Figure 1: (Source: Cisco)
Other analysts took a similar stance.
"Management contends that demand patterns remain stable," wrote the financial analysts at Raymond James in their own note to investors. "We agree with them and encourage investors to focus on bookings."
The analysts noted that customer bookings of Cisco equipment – a figure they said helps indicate overall demand – grew 6% quarter-over-quarter and 21% year-over-year.
Cisco's CEO, Chuck Robbins, pointed to one final metric that he said supports the company's upbeat outlook: order cancellations. He said customer order cancellations are "well below historical levels, indicating the strength of our backlog and portfolio."

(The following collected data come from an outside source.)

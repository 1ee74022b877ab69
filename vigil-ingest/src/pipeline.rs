//! Pure row transforms between canonical records and storable rows.
//!
//! Everything here is side-effect free so the reconciliation steps can
//! be exercised without a database.

use std::collections::{HashMap, HashSet};

use chrono::Utc;
use uuid::Uuid;

use vigil_core::errors::{ValidationError, VigilResult};
use vigil_core::types::{
    AssessmentKind, CanonicalRecord, CveRecord, Finding, FindingName, FindingStatus, Severity,
    UploadContext,
};

/// HA exports wrap check names in double quotes; strip them before the
/// identity grouping so quoted and bare spellings join to one name.
pub fn prenormalize_ha(records: &mut [CanonicalRecord]) {
    for record in records.iter_mut() {
        if record.name.contains('"') {
            record.name = record.name.replace('"', "");
        }
    }
}

/// Drop rows whose (host, port, name) triple the product has never seen.
pub fn retain_known(records: &mut Vec<CanonicalRecord>, known: &HashSet<(String, i64, String)>) {
    records.retain(|r| known.contains(&(r.host.clone(), r.port, r.name.clone())));
}

/// One identity row per distinct name, first description wins.
pub fn group_finding_names(records: &[CanonicalRecord], product_id: Uuid) -> Vec<FindingName> {
    let mut seen: HashSet<&str> = HashSet::new();
    let mut names = Vec::new();
    for record in records {
        if seen.insert(record.name.as_str()) {
            names.push(FindingName {
                id: Uuid::new_v4(),
                name: record.name.clone(),
                description: record.description.clone(),
                product_id,
                created_at: Utc::now(),
            });
        }
    }
    names
}

/// Unique (cve, finding name) pairs from CVE-bearing rows, with the
/// severity derived from the row's risk.
pub fn group_cves(
    records: &[CanonicalRecord],
    name_ids: &HashMap<String, Uuid>,
) -> VigilResult<Vec<CveRecord>> {
    let mut seen: HashSet<(String, Option<Uuid>)> = HashSet::new();
    let mut cves = Vec::new();
    for (idx, record) in records.iter().enumerate() {
        let Some(cve_name) = record
            .cve
            .as_deref()
            .map(str::trim)
            .filter(|s| !s.is_empty())
        else {
            continue;
        };
        let severity = parse_risk(record.risk.as_deref(), idx)?;
        let finding_name_id = name_ids.get(&record.name).copied();
        if seen.insert((cve_name.to_string(), finding_name_id)) {
            cves.push(CveRecord {
                id: Uuid::new_v4(),
                name: cve_name.to_string(),
                finding_name_id,
                severity,
                priority: None,
                epss: None,
                cvss: None,
                cvss_version: None,
                kev_list: false,
                vector: None,
                created_at: Utc::now(),
            });
        }
    }
    Ok(cves)
}

/// Join records to their identity ids and stamp the lifecycle columns.
///
/// VA rows always enter as NEW with a mandatory parseable risk; HA rows
/// carry the check verdict from the file and default a missing risk to
/// MEDIUM. Duplicate (identity, host, port) rows keep the first.
pub fn finalize_rows(
    records: &[CanonicalRecord],
    ctx: &UploadContext,
    name_ids: &HashMap<String, Uuid>,
) -> VigilResult<Vec<Finding>> {
    let label = ctx.storage_label();
    let mut seen: HashSet<(Uuid, String, i64)> = HashSet::new();
    let mut rows = Vec::new();

    for (idx, record) in records.iter().enumerate() {
        let row_no = idx + 1;
        let finding_name_id = name_ids.get(&record.name).copied().ok_or_else(|| {
            ValidationError::InvalidRow {
                row: row_no,
                reason: format!("finding name {:?} has no identity row", record.name),
            }
        })?;

        let (status, severity) = match ctx.kind {
            AssessmentKind::Va => (
                FindingStatus::New,
                parse_risk(record.risk.as_deref(), idx)?,
            ),
            AssessmentKind::Ha => {
                let raw_status = record.status.as_deref().unwrap_or("");
                let status = FindingStatus::parse_ha(raw_status).ok_or_else(|| {
                    ValidationError::InvalidRow {
                        row: row_no,
                        reason: format!("unparseable status {raw_status:?}"),
                    }
                })?;
                let severity = match record
                    .risk
                    .as_deref()
                    .map(str::trim)
                    .filter(|s| !s.is_empty())
                {
                    None => Severity::Medium,
                    Some(risk) => parse_risk(Some(risk), idx)?,
                };
                (status, severity)
            }
        };

        if !seen.insert((finding_name_id, record.host.clone(), record.port)) {
            continue;
        }

        rows.push(Finding {
            id: Uuid::new_v4(),
            finding_name_id,
            product_id: ctx.product_id,
            plugin_id: ctx.plugin_id,
            host: record.host.clone(),
            port: record.port,
            status,
            severity,
            reopen: false,
            vpr_score: record.vpr_score.clone(),
            evidence: record.evidence.clone().unwrap_or_default(),
            remediation: record.remediation.clone().unwrap_or_default(),
            remark: None,
            internal_remark: None,
            finding_date: ctx.scan_date,
            last_update: ctx.scan_date,
            closed_at: None,
            closing_effort: None,
            delay_untill: None,
            label: if label.is_empty() {
                None
            } else {
                Some(label.clone())
            },
            created_at: Utc::now(),
        });
    }
    Ok(rows)
}

fn parse_risk(risk: Option<&str>, idx: usize) -> VigilResult<Severity> {
    let value = risk.unwrap_or("");
    Severity::parse(value).ok_or_else(|| {
        ValidationError::InvalidRow {
            row: idx + 1,
            reason: format!("unparseable risk {value:?}"),
        }
        .into()
    })
}

#[cfg(test)]
mod tests {
    use super::*;
    use chrono::NaiveDate;

    fn record(name: &str, host: &str, port: i64) -> CanonicalRecord {
        CanonicalRecord {
            cve: None,
            risk: Some("High".to_string()),
            host: host.to_string(),
            port,
            name: name.to_string(),
            description: Some("desc".to_string()),
            remediation: None,
            evidence: None,
            vpr_score: None,
            status: None,
        }
    }

    fn va_ctx() -> UploadContext {
        UploadContext {
            product_id: Uuid::new_v4(),
            plugin_id: Uuid::new_v4(),
            kind: AssessmentKind::Va,
            scan_date: NaiveDate::from_ymd_opt(2024, 1, 1).unwrap(),
            process_new_finding: true,
            overwrite: false,
            label: None,
        }
    }

    fn ids_for(records: &[CanonicalRecord], product_id: Uuid) -> HashMap<String, Uuid> {
        group_finding_names(records, product_id)
            .into_iter()
            .map(|n| (n.name, n.id))
            .collect()
    }

    #[test]
    fn identities_keep_first_description() {
        let mut a = record("Weak MAC", "h1", 22);
        a.description = Some("first".to_string());
        let mut b = record("Weak MAC", "h2", 22);
        b.description = Some("second".to_string());

        let names = group_finding_names(&[a, b], Uuid::new_v4());
        assert_eq!(names.len(), 1);
        assert_eq!(names[0].description.as_deref(), Some("first"));
    }

    #[test]
    fn finalize_dedups_on_identity_host_port() {
        let ctx = va_ctx();
        let records = vec![
            record("Weak MAC", "h1", 22),
            record("Weak MAC", "h1", 22),
            record("Weak MAC", "h2", 22),
        ];
        let ids = ids_for(&records, ctx.product_id);
        let rows = finalize_rows(&records, &ctx, &ids).unwrap();
        assert_eq!(rows.len(), 2);
        assert!(rows.iter().all(|r| r.status == FindingStatus::New));
        assert!(rows.iter().all(|r| r.finding_date == ctx.scan_date));
        assert!(rows.iter().all(|r| r.last_update == ctx.scan_date));
    }

    #[test]
    fn va_rejects_unparseable_risk() {
        let ctx = va_ctx();
        let mut bad = record("Weak MAC", "h1", 22);
        bad.risk = Some("Severe".to_string());
        let ids = ids_for(std::slice::from_ref(&bad), ctx.product_id);
        assert!(finalize_rows(&[bad], &ctx, &ids).is_err());
    }

    #[test]
    fn ha_defaults_missing_risk_to_medium() {
        let mut ctx = va_ctx();
        ctx.kind = AssessmentKind::Ha;
        let mut rec = record("iam-check", "acct", 0);
        rec.risk = None;
        rec.status = Some("FAILED".to_string());
        let ids = ids_for(std::slice::from_ref(&rec), ctx.product_id);
        let rows = finalize_rows(&[rec], &ctx, &ids).unwrap();
        assert_eq!(rows[0].severity, Severity::Medium);
        assert_eq!(rows[0].status, FindingStatus::Failed);
    }

    #[test]
    fn ha_rejects_unknown_status() {
        let mut ctx = va_ctx();
        ctx.kind = AssessmentKind::Ha;
        let mut rec = record("iam-check", "acct", 0);
        rec.status = Some("OPEN".to_string());
        let ids = ids_for(std::slice::from_ref(&rec), ctx.product_id);
        assert!(finalize_rows(&[rec], &ctx, &ids).is_err());
    }

    #[test]
    fn ha_prenormalize_strips_quotes() {
        let mut rec = record("\"quoted-check\"", "acct", 0);
        rec.status = Some("PASSED".to_string());
        let mut records = vec![rec];
        prenormalize_ha(&mut records);
        assert_eq!(records[0].name, "quoted-check");
    }

    #[test]
    fn cve_grouping_skips_blank_and_dedups() {
        let mut a = record("Log4Shell", "h1", 443);
        a.cve = Some("CVE-2021-44228".to_string());
        let mut b = record("Log4Shell", "h2", 443);
        b.cve = Some("CVE-2021-44228".to_string());
        let c = record("No CVE here", "h1", 80);

        let records = vec![a, b, c];
        let ids = ids_for(&records, Uuid::new_v4());
        let cves = group_cves(&records, &ids).unwrap();
        assert_eq!(cves.len(), 1);
        assert_eq!(cves[0].name, "CVE-2021-44228");
        assert_eq!(cves[0].severity, Severity::High);
        assert!(cves[0].priority.is_none());
    }

    #[test]
    fn new_finding_filter_drops_unknown_triples() {
        let mut records = vec![record("Weak MAC", "h1", 22), record("Weak MAC", "h2", 22)];
        let known: HashSet<(String, i64, String)> =
            [("h1".to_string(), 22, "Weak MAC".to_string())].into();
        retain_known(&mut records, &known);
        assert_eq!(records.len(), 1);
        assert_eq!(records[0].host, "h1");
    }
}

Overall, Cisco reported $14.6 billion in revenue, up 14% year-over-year. The company's stock remained relatively unchanged after its quarterly report.
Mixed signals
Cisco isn't the only big telecom vendor to report a dip in orders due to customers' inventory backlogs. For example, Corning reported a 6% quarter-over-quarter decline in its fiber business. And both Ericsson and Nokia blamed "inventory adjustments" in North America for sluggish sales of 5G equipment.
Already the analysts at Dell'Oro Group warned that worldwide telecom capex – the sum of wireless and wireline telecom carrier investments – increased at a low single-digit rate year-over-year in 2022. They said that was down from high single-digit growth in 2021. And the firm warned of "sharp capex cuts in North America" over the next three years.
Broadly, questions continue to swirl around the telecom industry in general as operators in the US and globally look to cut costs amid unclear macroeconomic trends. Infinera CEO David Heard said recently that fears over "the 'R' word" – recession – could potentially dampen long-term demand for networking products among operators.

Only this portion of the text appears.